Но сейчас я поняла, что этот подход мне не нравится. Мне надоело, что многие думают, что в Москве все хорошо, а везде все плохо. Дело в том, что в Москве проблема насилия стоит так же остро, как и в другой части страны. И еще мне надоело, что все думают, что мы из Москвы придем и всех научим жить. Мне не нравится эта централизация. Поэтому я выступаю за то, чтобы регионы делали все сами. Помощь в экспертизах, в обучении – это пожалуйста. Но делать за других – нет. Должна быть инициатива на местах.
– Есть в стране регионы, где власть как-то решает проблему домашнего насилия?
– Да. Лучше всех в этом плане выглядят Санкт-Петербург и Краснодар. Делают все региональные власти. Именно региональные власти оказались прогрессивными, современными. У них в каждом районе есть государственные центры помощи жертвам насилия. А в Москве, для сравнения, всего один.
– То есть много что зависит от местных властей?
– У региональных властей очень много возможностей делать это самостоятельно, и здесь они не зависят от федералов.
– А могут местные власти на своем, региональном уровне принять закон против домашнего насилия, что позволило бы той же полиции действовать более эффективно, защищая жертв?
– Конечно, могут. Дело в том, что закон против насилия ни в коем случае не противоречит ни Семейному кодексу, ни Уголовному кодексу РФ. Он наоборот соответствует защите прав человека. И у региональных властей есть возможность сделать это на уровне государства. Вспомним один из самых одиозных законов – Закон о гей-пропаганде. Его сначала протестили в Санкт-Петербурге, а потом пустили на федеральный уровень.
– Иными словами, не надо ждать, пока что-то решится на федеральном уровне, надо решать проблему на местах.
– Конечно! Смысл в том, чтобы каждый на своем маленьком кусочке начал что-то делать. Мы все должны понять, что проблема домашнего насилия не касается каких-то абстрактных людей. Почему? Потому что мы никогда не знаем, в какую ситуацию попадем и в кого влюбятся наши дети. И если наши дети влюбятся не в тех людей, то они придут в полицию, а им скажут: «Сама виновата».
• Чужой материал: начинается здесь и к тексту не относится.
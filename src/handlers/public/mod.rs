// handlers/public/mod.rs - Public handlers (no authentication required)
//
// Token acquisition, shareable reports and the one-time admin bootstrap.

pub mod auth;
pub mod bootstrap;
pub mod report;
use chrono::{DateTime, Utc};
use serde::{Deserialize, Serialize};
use sqlx::FromRow;
use uuid::Uuid;

#[derive(Debug, Clone, Serialize, Deserialize, FromRow)]
#[serde(rename_all = "camelCase")]
pub struct Analysis {
    pub id: Uuid,
    pub user_id: Uuid,
    pub company_name: String,
    pub company_inn: String,
    pub report_text: String,
    pub target_proposal: String,
    pub is_deleted: bool,
    pub created_at: DateTime<Utc>,
    pub updated_at: DateTime<Utc>,
}

#[derive(Debug, Clone)]
pub struct NewAnalysis {
    pub user_id: Uuid,
    pub company_name: String,
    pub company_inn: String,
    pub report_text: String,
    pub target_proposal: String,
}

/// Shareable projection of a finished report: no owner, no trash flag
#[derive(Debug, Clone, Serialize, Deserialize, FromRow)]
#[serde(rename_all = "camelCase")]
pub struct PublicReport {
    pub id: Uuid,
    pub company_name: String,
    pub company_inn: String,
    pub report_text: String,
    pub target_proposal: String,
    pub created_at: DateTime<Utc>,
}

impl From<&Analysis> for PublicReport {
    fn from(analysis: &Analysis) -> Self {
        Self {
            id: analysis.id,
            company_name: analysis.company_name.clone(),
            company_inn: analysis.company_inn.clone(),
            report_text: analysis.report_text.clone(),
            target_proposal: analysis.target_proposal.clone(),
            created_at: analysis.created_at,
        }
    }
}
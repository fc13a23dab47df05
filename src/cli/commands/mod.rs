pub mod config;
pub mod migrate;
pub mod serve;
pub mod token;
– Возвращаясь к женщинам, подвергшимся избиениям дома. Зачастую они не обращаются в органы, потому что бесполезно и потому что боятся мести агрессора. И вот что им делать?
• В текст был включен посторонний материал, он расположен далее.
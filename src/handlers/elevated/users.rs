// handlers/elevated/users.rs - per-user admin operations
//
// GET /api/admin/users/:id/analyses-count
// GET /api/admin/users/analyses-count?userId=
// PUT /api/admin/users/:id/plan

use axum::extract::{
    rejection::{JsonRejection, PathRejection, QueryRejection},
    Json, Path, Query, State,
};
use serde::{Deserialize, Serialize};
use uuid::Uuid;

use crate::app::AppState;
use crate::database::models::UserProfile;
use crate::error::ApiError;
use crate::handlers::{json_body, path_id, query_params, required_id};
use crate::middleware::{ApiResponse, ApiResult};
use crate::types::Plan;

#[derive(Debug, Deserialize)]
#[serde(rename_all = "camelCase")]
pub struct UserQuery {
    pub user_id: Option<Uuid>,
}

#[derive(Debug, Deserialize)]
pub struct SetPlanRequest {
    pub plan: Option<String>,
}

#[derive(Debug, Serialize)]
#[serde(rename_all = "camelCase")]
pub struct UserCountResponse {
    pub user_id: Uuid,
    pub count: i64,
}

async fn count_for(state: &AppState, user_id: Uuid) -> ApiResult<UserCountResponse> {
    if state.store.find_user(user_id).await?.is_none() {
        return Err(ApiError::not_found("User not found"));
    }
    let count = state.store.count_analyses(user_id).await?;
    Ok(ApiResponse::success(UserCountResponse { user_id, count }))
}

pub async fn analyses_count(
    State(state): State<AppState>,
    id: Result<Path<Uuid>, PathRejection>,
) -> ApiResult<UserCountResponse> {
    count_for(&state, path_id(id)?).await
}

pub async fn analyses_count_by_query(
    State(state): State<AppState>,
    query: Result<Query<UserQuery>, QueryRejection>,
) -> ApiResult<UserCountResponse> {
    let user_id = required_id(query_params(query)?.user_id, "userId")?;
    count_for(&state, user_id).await
}

/// Move a user to a plan and reset their remaining analyses to its quota
pub async fn set_plan(
    State(state): State<AppState>,
    id: Result<Path<Uuid>, PathRejection>,
    payload: Result<Json<SetPlanRequest>, JsonRejection>,
) -> ApiResult<UserProfile> {
    let user_id = path_id(id)?;
    let plan: Plan = json_body(payload)?
        .plan
        .ok_or_else(|| ApiError::invalid_field("plan", "This field is required"))?
        .parse()
        .map_err(|e: String| ApiError::invalid_field("plan", e))?;

    let quota = state.config.plans.quota_for(plan);
    let user = state
        .store
        .set_plan(user_id, plan, quota)
        .await?
        .ok_or_else(|| ApiError::not_found("User not found"))?;

    tracing::info!(user_id = %user.id, plan = %plan, quota, "Plan changed");
    Ok(ApiResponse::success(UserProfile::from(&user)))
}

#[cfg(test)]
mod tests {
    use crate::app::tests::TestApp;
    use crate::types::{Plan, Role};
    use axum::http::{Method, StatusCode};
    use serde_json::json;

    #[tokio::test]
    async fn counts_by_path_and_query() {
        let app = TestApp::new();
        let admin = app.store.seed_admin("admin@example.com");
        let user = app.store.seed_user("u@example.com", Plan::Start, 10);
        app.store.seed_analysis(user.id, "A", false);
        app.store.seed_analysis(user.id, "B", true);
        let token = app.token(admin.id, Role::Admin);

        let (status, body) = app
            .get(&format!("/api/admin/users/{}/analyses-count", user.id), Some(&token))
            .await;
        assert_eq!(status, StatusCode::OK);
        assert_eq!(body, json!({ "userId": user.id, "count": 1 }));

        let (status, body) = app
            .get(&format!("/api/admin/users/analyses-count?userId={}", user.id), Some(&token))
            .await;
        assert_eq!(status, StatusCode::OK);
        assert_eq!(body["count"], 1);

        let (status, _) = app.get("/api/admin/users/analyses-count", Some(&token)).await;
        assert_eq!(status, StatusCode::BAD_REQUEST);

        let (status, _) = app
            .get(&format!("/api/admin/users/{}/analyses-count", uuid::Uuid::new_v4()), Some(&token))
            .await;
        assert_eq!(status, StatusCode::NOT_FOUND);
    }

    #[tokio::test]
    async fn set_plan_resets_quota() {
        let app = TestApp::new();
        let admin = app.store.seed_admin("admin@example.com");
        let user = app.store.seed_user("u@example.com", Plan::Trial, 0);
        let token = app.token(admin.id, Role::Admin);
        let uri = format!("/api/admin/users/{}/plan", user.id);

        let (status, body) = app.send(Method::PUT, &uri, Some(&token), Some(json!({ "plan": "Optimal" }))).await;
        assert_eq!(status, StatusCode::OK);
        assert_eq!(body["plan"], "optimal");
        assert_eq!(body["analysesRemaining"], 30);

        let (status, body) = app.send(Method::PUT, &uri, Some(&token), Some(json!({ "plan": "gold" }))).await;
        assert_eq!(status, StatusCode::BAD_REQUEST);
        assert!(body["field_errors"]["plan"].is_string());

        let missing = format!("/api/admin/users/{}/plan", uuid::Uuid::new_v4());
        let (status, _) = app.send(Method::PUT, &missing, Some(&token), Some(json!({ "plan": "start" }))).await;
        assert_eq!(status, StatusCode::NOT_FOUND);
    }
}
– Я могу сказать из своей практики, что в большинстве случаев мужчины, которые проявляют агрессию дома, они редчайшие трусы. Поэтому часто мы поддерживаем женщин не только профессиональной помощью, но и тем, что пишем у себя их истории, публикуем их данные и публично защищаем. В итоге огласка – это та самая зашита, которая дает возможность ему испугаться, не приближаться. В общем, это порой работает.
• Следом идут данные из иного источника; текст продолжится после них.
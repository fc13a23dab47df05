pub mod auth;
pub mod require_admin;
pub mod response;
pub mod validate_user;

pub use auth::{jwt_auth_middleware, AuthUser};
pub use require_admin::require_admin_middleware;
pub use response::{ApiResponse, ApiResult};
pub use validate_user::{validate_user_middleware, ValidatedUser};
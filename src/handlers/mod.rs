// handlers/mod.rs - 3-tier handler layout
//
// Public (no auth) → Protected (JWT + live user) → Elevated (admin role)

pub mod elevated;
pub mod protected;
pub mod public;

use axum::extract::rejection::{JsonRejection, PathRejection, QueryRejection};
use axum::extract::{Json, Path, Query};
use uuid::Uuid;

use crate::error::ApiError;

/// Unwrap a JSON body, turning extractor rejections into 400s with our error shape
pub(crate) fn json_body<T>(payload: Result<Json<T>, JsonRejection>) -> Result<T, ApiError> {
    payload.map(|Json(body)| body).map_err(|rejection| {
        tracing::debug!("Rejected request body: {}", rejection);
        ApiError::bad_request(format!("Invalid JSON body: {}", rejection.body_text()))
    })
}

/// `:id` path segment parsed as a UUID
pub(crate) fn path_id(path: Result<Path<Uuid>, PathRejection>) -> Result<Uuid, ApiError> {
    path.map(|Path(id)| id)
        .map_err(|_| ApiError::invalid_field("id", "Must be a valid UUID"))
}

pub(crate) fn query_params<T>(query: Result<Query<T>, QueryRejection>) -> Result<T, ApiError> {
    query
        .map(|Query(params)| params)
        .map_err(|rejection| ApiError::bad_request(rejection.body_text()))
}

/// Required id field from a JSON body
pub(crate) fn required_id(value: Option<Uuid>, field: &str) -> Result<Uuid, ApiError> {
    value.ok_or_else(|| ApiError::invalid_field(field, "This field is required"))
}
– Ты много говоришь о мировоззрении. О том, что общество зачастую винит женщину в том, что она подвергается насилию. Почему в России бытует такое мнение? Все идет еще от патриархального строя – бьет, значит любит?
– Да, мы так жили всегда. Дело в том, что только в XX веке женщины получили свои основные права. Это было не так давно. А домашнее насилие существовало все время. Женщина была собственностью, прилагательным. И мы еще этого не изжили – «за мужем». До сих пор считается, что женщина второстепенна, что она должна принимать, подстраиваться, и если с ней что-то случилось, то она сама виновата. То, о чем говорит современное общество, – женщина не должна быть послушной, не должна быть удобной, она не должна терпеть отвратительное отношение.
– Команда проекта «Насилию.нет» – это кто?
– В нашу деятельность вовлечены десятки людей. Это активисты со всей страны.
– На какие деньги вы существуете?
– Первые три года я это делала исключительно за свой счет, тратя зарплату с другой работы. Потом год назад мы открыли возможность пожертвовать нам деньги по подписке. Это были совсем смешные суммы. А в этом году мы впервые получили грант, в течение полугода он будет действовать. И за это время мы должны научиться жить самостоятельно. Не научимся, значит, закроемся. Значит, наша работа никому не нужна. Значит, российское общество к этому еще не готово.